Record excerpts ::
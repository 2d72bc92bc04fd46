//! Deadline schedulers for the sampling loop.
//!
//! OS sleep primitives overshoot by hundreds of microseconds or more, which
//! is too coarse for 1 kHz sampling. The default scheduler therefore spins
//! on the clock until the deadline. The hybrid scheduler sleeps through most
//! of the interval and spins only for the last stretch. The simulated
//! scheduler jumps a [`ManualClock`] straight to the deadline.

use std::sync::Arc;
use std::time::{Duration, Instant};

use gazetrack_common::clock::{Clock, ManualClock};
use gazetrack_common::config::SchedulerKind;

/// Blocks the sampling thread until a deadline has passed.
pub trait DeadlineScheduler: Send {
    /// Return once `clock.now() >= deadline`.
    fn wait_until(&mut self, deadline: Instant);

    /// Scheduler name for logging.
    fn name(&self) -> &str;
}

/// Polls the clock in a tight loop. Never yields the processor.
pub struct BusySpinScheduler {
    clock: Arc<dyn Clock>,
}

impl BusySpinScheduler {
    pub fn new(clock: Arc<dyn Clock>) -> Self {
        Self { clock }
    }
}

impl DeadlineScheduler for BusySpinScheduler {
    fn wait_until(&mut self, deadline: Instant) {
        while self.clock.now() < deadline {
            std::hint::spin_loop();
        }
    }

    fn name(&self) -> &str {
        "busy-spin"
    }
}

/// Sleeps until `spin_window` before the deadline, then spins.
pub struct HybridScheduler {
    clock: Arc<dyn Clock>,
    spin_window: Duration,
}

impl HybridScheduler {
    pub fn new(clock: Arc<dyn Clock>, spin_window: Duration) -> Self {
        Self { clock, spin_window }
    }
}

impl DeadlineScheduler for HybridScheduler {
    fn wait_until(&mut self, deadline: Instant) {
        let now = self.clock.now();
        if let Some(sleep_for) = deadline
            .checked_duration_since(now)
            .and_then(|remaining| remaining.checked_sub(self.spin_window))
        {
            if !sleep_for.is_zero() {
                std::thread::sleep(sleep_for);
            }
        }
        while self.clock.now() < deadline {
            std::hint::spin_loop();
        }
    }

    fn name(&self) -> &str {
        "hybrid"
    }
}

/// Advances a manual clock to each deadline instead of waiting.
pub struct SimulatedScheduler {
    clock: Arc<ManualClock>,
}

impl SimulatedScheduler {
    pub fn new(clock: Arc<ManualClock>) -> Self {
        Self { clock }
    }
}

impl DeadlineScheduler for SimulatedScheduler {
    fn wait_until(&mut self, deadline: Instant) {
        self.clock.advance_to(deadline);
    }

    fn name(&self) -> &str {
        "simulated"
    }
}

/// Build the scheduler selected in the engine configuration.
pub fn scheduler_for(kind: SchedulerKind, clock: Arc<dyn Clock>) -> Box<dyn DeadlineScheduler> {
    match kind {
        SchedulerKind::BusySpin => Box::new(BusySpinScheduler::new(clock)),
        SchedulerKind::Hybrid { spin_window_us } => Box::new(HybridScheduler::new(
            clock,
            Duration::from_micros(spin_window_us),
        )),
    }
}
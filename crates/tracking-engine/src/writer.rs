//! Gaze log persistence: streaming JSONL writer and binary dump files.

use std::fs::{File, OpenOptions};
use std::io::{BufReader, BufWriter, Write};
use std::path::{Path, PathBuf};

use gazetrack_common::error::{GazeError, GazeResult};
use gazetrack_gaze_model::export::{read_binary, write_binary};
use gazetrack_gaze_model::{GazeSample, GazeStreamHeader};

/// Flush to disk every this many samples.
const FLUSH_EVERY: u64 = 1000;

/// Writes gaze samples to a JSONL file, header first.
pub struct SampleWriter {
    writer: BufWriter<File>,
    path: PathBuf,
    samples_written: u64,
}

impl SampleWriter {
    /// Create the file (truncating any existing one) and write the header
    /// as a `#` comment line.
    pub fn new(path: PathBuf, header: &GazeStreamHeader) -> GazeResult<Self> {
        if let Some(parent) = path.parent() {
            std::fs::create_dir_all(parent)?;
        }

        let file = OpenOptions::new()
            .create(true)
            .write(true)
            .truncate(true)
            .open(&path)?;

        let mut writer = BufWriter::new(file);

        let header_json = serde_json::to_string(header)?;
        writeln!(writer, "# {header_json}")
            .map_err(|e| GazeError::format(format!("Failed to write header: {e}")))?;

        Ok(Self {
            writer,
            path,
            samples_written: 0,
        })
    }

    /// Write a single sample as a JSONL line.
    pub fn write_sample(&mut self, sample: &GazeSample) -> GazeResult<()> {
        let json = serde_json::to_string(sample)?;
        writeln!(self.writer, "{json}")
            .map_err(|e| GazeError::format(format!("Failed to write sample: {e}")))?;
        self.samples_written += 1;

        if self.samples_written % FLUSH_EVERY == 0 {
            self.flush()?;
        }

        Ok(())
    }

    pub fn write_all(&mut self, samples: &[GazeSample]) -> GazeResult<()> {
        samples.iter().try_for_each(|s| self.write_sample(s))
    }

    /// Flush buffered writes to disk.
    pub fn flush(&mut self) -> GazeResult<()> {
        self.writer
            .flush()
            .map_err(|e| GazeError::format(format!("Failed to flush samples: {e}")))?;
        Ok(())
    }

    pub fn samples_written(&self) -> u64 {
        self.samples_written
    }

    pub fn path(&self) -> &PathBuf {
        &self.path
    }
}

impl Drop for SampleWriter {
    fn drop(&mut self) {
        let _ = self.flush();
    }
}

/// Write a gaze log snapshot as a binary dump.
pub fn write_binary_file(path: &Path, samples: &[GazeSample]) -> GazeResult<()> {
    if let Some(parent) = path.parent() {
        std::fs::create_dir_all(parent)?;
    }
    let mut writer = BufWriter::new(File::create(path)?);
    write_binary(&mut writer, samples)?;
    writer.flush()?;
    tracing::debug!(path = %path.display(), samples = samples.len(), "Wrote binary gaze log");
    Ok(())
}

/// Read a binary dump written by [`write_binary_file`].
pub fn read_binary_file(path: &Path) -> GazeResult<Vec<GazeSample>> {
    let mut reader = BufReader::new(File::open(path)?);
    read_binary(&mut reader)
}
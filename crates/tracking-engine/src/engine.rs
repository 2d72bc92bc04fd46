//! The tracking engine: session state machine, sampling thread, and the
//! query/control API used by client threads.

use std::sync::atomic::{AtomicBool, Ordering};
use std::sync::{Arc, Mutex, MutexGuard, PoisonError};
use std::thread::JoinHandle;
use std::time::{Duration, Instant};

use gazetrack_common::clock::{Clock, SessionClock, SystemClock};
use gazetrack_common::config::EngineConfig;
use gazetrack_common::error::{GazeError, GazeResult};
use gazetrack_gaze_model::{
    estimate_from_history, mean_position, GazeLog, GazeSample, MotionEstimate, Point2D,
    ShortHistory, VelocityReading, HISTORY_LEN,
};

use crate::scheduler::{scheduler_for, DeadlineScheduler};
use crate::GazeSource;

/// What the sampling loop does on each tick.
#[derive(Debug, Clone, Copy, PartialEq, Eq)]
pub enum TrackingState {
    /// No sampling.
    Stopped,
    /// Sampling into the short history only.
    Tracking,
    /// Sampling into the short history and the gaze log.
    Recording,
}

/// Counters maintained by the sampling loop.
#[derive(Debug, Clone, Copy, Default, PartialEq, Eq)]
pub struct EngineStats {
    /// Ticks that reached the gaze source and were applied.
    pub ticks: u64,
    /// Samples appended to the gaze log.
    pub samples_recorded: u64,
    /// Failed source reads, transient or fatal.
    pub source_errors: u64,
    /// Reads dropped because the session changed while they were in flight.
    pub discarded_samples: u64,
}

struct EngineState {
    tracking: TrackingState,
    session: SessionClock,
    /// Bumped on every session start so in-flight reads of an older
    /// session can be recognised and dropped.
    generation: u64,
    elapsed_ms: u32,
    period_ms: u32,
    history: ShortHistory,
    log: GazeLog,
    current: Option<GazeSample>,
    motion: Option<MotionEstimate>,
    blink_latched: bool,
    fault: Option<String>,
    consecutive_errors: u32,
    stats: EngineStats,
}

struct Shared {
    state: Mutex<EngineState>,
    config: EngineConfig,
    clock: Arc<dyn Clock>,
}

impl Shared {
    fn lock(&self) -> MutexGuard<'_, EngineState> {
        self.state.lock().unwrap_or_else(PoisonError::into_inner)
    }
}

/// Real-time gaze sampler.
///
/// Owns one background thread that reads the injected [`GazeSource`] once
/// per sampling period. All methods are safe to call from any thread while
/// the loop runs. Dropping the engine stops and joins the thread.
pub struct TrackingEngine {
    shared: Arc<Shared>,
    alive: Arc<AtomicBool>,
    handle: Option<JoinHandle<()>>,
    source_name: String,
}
--
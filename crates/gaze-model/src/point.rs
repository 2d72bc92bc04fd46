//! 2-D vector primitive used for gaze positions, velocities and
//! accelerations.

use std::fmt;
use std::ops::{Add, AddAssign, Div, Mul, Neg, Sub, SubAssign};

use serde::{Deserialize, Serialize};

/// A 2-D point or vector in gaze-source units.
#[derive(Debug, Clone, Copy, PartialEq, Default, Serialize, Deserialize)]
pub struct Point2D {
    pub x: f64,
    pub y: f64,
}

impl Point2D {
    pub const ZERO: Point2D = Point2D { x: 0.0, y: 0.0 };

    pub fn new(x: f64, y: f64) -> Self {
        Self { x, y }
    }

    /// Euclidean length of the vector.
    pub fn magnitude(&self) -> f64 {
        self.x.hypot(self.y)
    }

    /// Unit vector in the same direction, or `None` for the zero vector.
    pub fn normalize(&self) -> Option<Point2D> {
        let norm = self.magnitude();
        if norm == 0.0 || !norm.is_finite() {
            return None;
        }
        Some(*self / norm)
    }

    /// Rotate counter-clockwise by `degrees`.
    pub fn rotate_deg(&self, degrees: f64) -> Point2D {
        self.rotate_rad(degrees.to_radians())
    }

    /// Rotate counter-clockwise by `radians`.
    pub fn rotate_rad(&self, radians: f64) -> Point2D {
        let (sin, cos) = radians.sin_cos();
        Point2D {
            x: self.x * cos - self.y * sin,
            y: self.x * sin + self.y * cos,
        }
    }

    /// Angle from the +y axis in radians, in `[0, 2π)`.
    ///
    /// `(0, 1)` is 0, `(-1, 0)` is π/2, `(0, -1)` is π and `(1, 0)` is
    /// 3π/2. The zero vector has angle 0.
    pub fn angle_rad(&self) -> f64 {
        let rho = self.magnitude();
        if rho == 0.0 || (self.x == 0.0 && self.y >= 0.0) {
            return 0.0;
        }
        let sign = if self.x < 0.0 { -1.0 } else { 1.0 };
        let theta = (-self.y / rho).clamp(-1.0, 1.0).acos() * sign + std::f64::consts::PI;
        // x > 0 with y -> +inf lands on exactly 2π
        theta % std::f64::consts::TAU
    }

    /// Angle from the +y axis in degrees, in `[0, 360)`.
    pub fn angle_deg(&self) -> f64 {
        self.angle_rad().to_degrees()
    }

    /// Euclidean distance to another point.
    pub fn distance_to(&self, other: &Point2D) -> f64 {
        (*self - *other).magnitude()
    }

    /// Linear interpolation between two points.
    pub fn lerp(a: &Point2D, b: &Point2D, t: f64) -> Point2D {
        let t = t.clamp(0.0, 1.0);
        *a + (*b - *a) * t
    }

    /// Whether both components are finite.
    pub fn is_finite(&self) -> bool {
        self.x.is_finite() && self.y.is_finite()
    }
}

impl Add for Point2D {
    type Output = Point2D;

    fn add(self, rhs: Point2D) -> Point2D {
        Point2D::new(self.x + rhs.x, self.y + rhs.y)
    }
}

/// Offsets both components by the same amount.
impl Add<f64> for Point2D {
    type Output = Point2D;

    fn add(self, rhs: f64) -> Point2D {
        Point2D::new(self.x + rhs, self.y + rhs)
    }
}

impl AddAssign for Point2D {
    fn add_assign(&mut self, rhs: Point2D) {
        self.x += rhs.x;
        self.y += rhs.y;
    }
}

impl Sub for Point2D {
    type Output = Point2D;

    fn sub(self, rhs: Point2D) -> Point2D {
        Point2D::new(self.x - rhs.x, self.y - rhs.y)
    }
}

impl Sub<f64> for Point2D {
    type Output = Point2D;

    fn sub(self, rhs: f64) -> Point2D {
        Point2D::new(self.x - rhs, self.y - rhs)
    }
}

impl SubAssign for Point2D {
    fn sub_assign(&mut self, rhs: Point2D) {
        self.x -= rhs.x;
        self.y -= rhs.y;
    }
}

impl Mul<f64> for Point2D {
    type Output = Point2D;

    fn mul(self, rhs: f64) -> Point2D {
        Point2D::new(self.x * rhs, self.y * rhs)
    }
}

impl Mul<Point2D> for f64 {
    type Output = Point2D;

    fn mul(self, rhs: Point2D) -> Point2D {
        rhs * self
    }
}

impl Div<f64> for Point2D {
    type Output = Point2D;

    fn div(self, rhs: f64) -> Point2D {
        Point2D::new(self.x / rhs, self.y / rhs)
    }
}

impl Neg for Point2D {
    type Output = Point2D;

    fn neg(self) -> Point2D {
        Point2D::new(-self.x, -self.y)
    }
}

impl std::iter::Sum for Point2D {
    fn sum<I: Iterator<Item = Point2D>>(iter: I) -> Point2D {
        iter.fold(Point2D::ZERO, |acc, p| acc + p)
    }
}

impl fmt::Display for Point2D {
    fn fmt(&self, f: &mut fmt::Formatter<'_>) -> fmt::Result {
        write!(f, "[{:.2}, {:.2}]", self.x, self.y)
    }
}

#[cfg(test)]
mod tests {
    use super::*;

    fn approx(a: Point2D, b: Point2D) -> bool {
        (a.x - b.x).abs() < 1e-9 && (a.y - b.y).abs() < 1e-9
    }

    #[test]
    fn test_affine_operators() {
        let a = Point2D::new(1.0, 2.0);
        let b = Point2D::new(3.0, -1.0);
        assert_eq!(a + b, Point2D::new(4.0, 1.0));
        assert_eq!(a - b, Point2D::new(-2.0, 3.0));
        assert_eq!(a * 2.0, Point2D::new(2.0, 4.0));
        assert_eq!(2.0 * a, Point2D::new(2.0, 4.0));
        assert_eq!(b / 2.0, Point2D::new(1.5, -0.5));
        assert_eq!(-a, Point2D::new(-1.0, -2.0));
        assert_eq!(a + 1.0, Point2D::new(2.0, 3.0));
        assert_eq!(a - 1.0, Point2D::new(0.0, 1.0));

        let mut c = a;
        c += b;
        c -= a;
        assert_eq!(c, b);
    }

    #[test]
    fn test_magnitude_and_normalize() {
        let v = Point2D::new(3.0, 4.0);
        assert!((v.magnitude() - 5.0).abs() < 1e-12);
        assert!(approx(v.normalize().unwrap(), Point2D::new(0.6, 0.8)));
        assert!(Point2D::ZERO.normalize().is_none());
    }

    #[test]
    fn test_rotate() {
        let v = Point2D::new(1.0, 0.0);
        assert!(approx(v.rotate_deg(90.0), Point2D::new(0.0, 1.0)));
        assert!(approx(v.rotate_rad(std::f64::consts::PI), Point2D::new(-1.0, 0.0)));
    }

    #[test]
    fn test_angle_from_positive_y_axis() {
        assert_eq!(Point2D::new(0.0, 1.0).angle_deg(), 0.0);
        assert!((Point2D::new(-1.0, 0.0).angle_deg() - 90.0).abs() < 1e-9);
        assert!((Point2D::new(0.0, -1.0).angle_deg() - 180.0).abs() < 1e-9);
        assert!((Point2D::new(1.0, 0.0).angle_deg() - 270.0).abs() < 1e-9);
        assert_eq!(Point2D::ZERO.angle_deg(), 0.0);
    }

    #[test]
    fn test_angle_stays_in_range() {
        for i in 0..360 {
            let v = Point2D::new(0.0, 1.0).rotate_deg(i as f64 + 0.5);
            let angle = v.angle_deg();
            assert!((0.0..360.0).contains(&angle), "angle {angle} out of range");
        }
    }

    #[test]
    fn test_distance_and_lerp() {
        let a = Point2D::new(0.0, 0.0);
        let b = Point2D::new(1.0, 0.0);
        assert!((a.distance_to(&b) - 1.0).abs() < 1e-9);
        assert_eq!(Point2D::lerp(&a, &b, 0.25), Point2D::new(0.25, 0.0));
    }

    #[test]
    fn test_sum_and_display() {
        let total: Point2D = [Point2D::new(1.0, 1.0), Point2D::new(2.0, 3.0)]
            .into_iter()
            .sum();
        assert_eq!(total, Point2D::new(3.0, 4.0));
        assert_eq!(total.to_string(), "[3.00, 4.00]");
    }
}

Aim of the task :: Please reproduce the lines from the line with "fn drop(&mut self)" to the line with "writer.flush()?;", both ends included, exactly as they appear above.

The completed task ::
    fn drop(&mut self) {
        let _ = self.flush();
    }
}

/// Write a gaze log snapshot as a binary dump.
pub fn write_binary_file(path: &Path, samples: &[GazeSample]) -> GazeResult<()> {
    if let Some(parent) = path.parent() {
        std::fs::create_dir_all(parent)?;
    }
    let mut writer = BufWriter::new(File::create(path)?);
    write_binary(&mut writer, samples)?;
    writer.flush()?;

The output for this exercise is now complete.